They Can't Ask That!

Some questions are off-limits during interviews. Be prepared with the right response when one is flung your way.

I once worked with the vice president of my company, who happened to be an attorney. He was also an HR nightmare. While he was very much aware of what he should not ask during an interview, he took great pleasure in purposely throwing in inappropriate questions.

This vice president would say things like, “Lisa is going to flip when I ask you this—how old are you?” Did I mention I was sitting with him interviewing the candidate when he did this? My blood pressure just went up recalling the incident. Thankfully, for the company, that interviewee, and others he peppered with improper questions, never filed a complaint.

While Mr. Vice-President-Attorney willfully asked inappropriate interview questions, there are others who do it innocently. A student in one of my human resources classes recently shared with me his personal experience.

A young lady came to his place of employment to interview for an internship. His boss was going to be delayed so he asked him to start the interview and he would be in shortly. During the conversation my student asked the interviewee if she had any siblings.

She replied, “You can’t ask me that, it is unethical.” 

While I don’t think the question was unethical, it was probably irrelevant to the internship.

In that type situation I would suggest saying something such as, “I am not sure how that ties in with the position, could you clarify that for me?”   

How should you handle an interview question(s) that you know you are not supposed to be asked in an interview?  

Rebecca Mazin, co-author of the HR Answer Book cautions about pointing out that a question is inappropriate. This might put the interviewer on the defensive. Instead, she suggests trying to deflect the question or "answer without answering."

For example, if an interviewer asks if you have children you might answer, "Family is very important to me but I understand my work obligations and am prepared to commit the time necessary to complete my projects." 

Rebecca also pointed out interviewees should be careful with the questions they ask. For instance, it is not uncommon to notice pictures on someone’s desk and ask "are those your children?" By doing this you have now opened the door for the question to be asked of you. 

Remember, there is nothing that says you cannot answer a question. Use your best judgment in a given situation. 

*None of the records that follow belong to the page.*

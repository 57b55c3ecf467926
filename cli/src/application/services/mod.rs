//! Application services — use-case orchestration.
//!
//! Each service module implements a single use-case by composing domain logic
//! with port trait calls. Services import only from `crate::domain` and
//! `crate::application::ports` — never from `crate::infra`, `crate::commands`,
//! or `crate::output`.

pub mod account_service;
pub mod backup_service;
pub mod config_service;
pub mod connection_service;
pub mod doctor_service;
pub mod repo_service;

#[cfg(test)]
pub(crate) mod test_support;
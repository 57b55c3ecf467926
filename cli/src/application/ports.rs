//! Port trait definitions for the Application layer.
//!
//! Ports are the interfaces (contracts) that infrastructure must fulfill.
//! This file imports only from `crate::domain` — never from `crate::infra`,
//! `crate::commands`, or `crate::output`.

use std::path::{Path, PathBuf};
use std::process::Output;

use anyhow::Result;

use crate::domain::backup::BackupEntry;
use crate::domain::config::ManagerConfig;

// ── Command Runner Port ───────────────────────────────────────────────────────

/// Abstracts process execution so infrastructure can be swapped or mocked.
#[allow(async_fn_in_trait)]
pub trait CommandRunner {
    /// Run a program and capture its output.
    ///
    /// Implementations should delegate to `run_with_timeout` using the
    /// instance's configured default timeout.
    async fn run(&self, program: &str, args: &[&str]) -> Result<Output>;
    /// Run a program with a custom timeout override.
    ///
    /// # Errors
    ///
    /// Returns an error if the process cannot be spawned or exceeds `timeout`.
    /// On timeout, the child process must be killed (not left orphaned).
    async fn run_with_timeout(
        &self,
        program: &str,
        args: &[&str],
        timeout: std::time::Duration,
    ) -> Result<Output>;
    /// Run a program with inherited stdio and return only its exit status.
    async fn run_status(&self, program: &str, args: &[&str]) -> Result<std::process::ExitStatus>;
}

// ── Progress Reporting Port ───────────────────────────────────────────────────

/// Abstracts progress reporting so services can emit events without
/// depending on the presentation layer.
pub trait ProgressReporter {
    /// Emit an in-progress step message.
    fn step(&self, message: &str);
    /// Emit a success message.
    fn success(&self, message: &str);
    /// Emit a warning message.
    fn warn(&self, message: &str);
}

// ── Settings Port ─────────────────────────────────────────────────────────────

/// Abstracts persistence of tool settings.
pub trait ConfigStore {
    /// Load settings, returning defaults when no file exists.
    fn load(&self) -> Result<ManagerConfig>;
    /// Persist settings.
    fn save(&self, config: &ManagerConfig) -> Result<()>;
    /// Location of the settings file.
    fn path(&self) -> Result<PathBuf>;
}

// ── SSH Directory Port ────────────────────────────────────────────────────────

/// Abstracts `~/.ssh`: the client config file and account key files.
pub trait SshStore {
    /// The user's home directory, used to expand `~/` in `IdentityFile`.
    fn home(&self) -> &Path;
    /// `~/.ssh`.
    fn ssh_dir(&self) -> PathBuf;
    /// `~/.ssh/config`.
    fn config_path(&self) -> PathBuf;
    /// Create `~/.ssh` with mode 700 if it does not exist.
    fn ensure_ssh_dir(&self) -> Result<()>;
    /// Read `~/.ssh/config`, `None` when the file does not exist.
    fn read_config(&self) -> Result<Option<String>>;
    /// Atomically replace `~/.ssh/config` and set mode 600.
    fn write_config(&self, content: &str) -> Result<()>;
    /// Whether `path` exists.
    fn exists(&self, path: &Path) -> bool;
    /// Permission bits of `path`, `None` on platforms without Unix modes.
    fn mode(&self, path: &Path) -> Result<Option<u32>>;
    /// Read a text file such as a public key.
    fn read_to_string(&self, path: &Path) -> Result<String>;
    /// Remove a file if it exists.
    fn remove_file(&self, path: &Path) -> Result<()>;
}

// ── Backup Port ───────────────────────────────────────────────────────────────

/// Abstracts the snapshot directory `~/.ssh/backup_git_accounts/`.
pub trait BackupStore {
    /// Directory holding the snapshots.
    fn dir(&self) -> PathBuf;
    /// Every recognised snapshot, in no particular order.
    fn list(&self) -> Result<Vec<BackupEntry>>;
    /// Snapshot contents.
    fn read(&self, name: &str) -> Result<String>;
    /// Write a new snapshot with mode 600, creating the directory (mode 700).
    fn write(&self, name: &str, content: &str) -> Result<BackupEntry>;
    /// Delete a snapshot.
    fn remove(&self, name: &str) -> Result<()>;
}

Heron March 05, 2012 at 08:16 PM
But when you leave off the dates that you graduated from college, doesn't it arouse suspicion on the part of a potential employer? Especially because a resume typically includes dates for the jobs you have had. The way I see it, you're stuck in a dilemma between looking like you're hiding something or just making your age obvious. And if you leave off the year you graduated and the employer is curious, all they need to do is google you. If you've ever joined Classmates, they can see what year you've graduated. (Unless you have a common name). Classmates, by the way, won't delete that information once you've given it to them.
Florence Snarr March 05, 2012 at 11:19 PM
Lisa, I just think you should have gotten more space to get your points across!!
John Q. Public March 06, 2012 at 01:22 AM
People don't want moralizing but practical advice. This book on "Answering the 64 Toughest Interview Questions" has been widely disseminated and re-aggregated and published in various PDF forms. Here it is from the source a Career Transition / Executive Performance coach with an MBA from Babson. http://www.childrencomefirst.com/ws6/index.htm
Lisa Stamatelos March 06, 2012 at 02:08 PM
Thanks for posting the link John. As you know, HR folks will have differing opinions on how to answer interview questions. It is always a good idea to check several sources.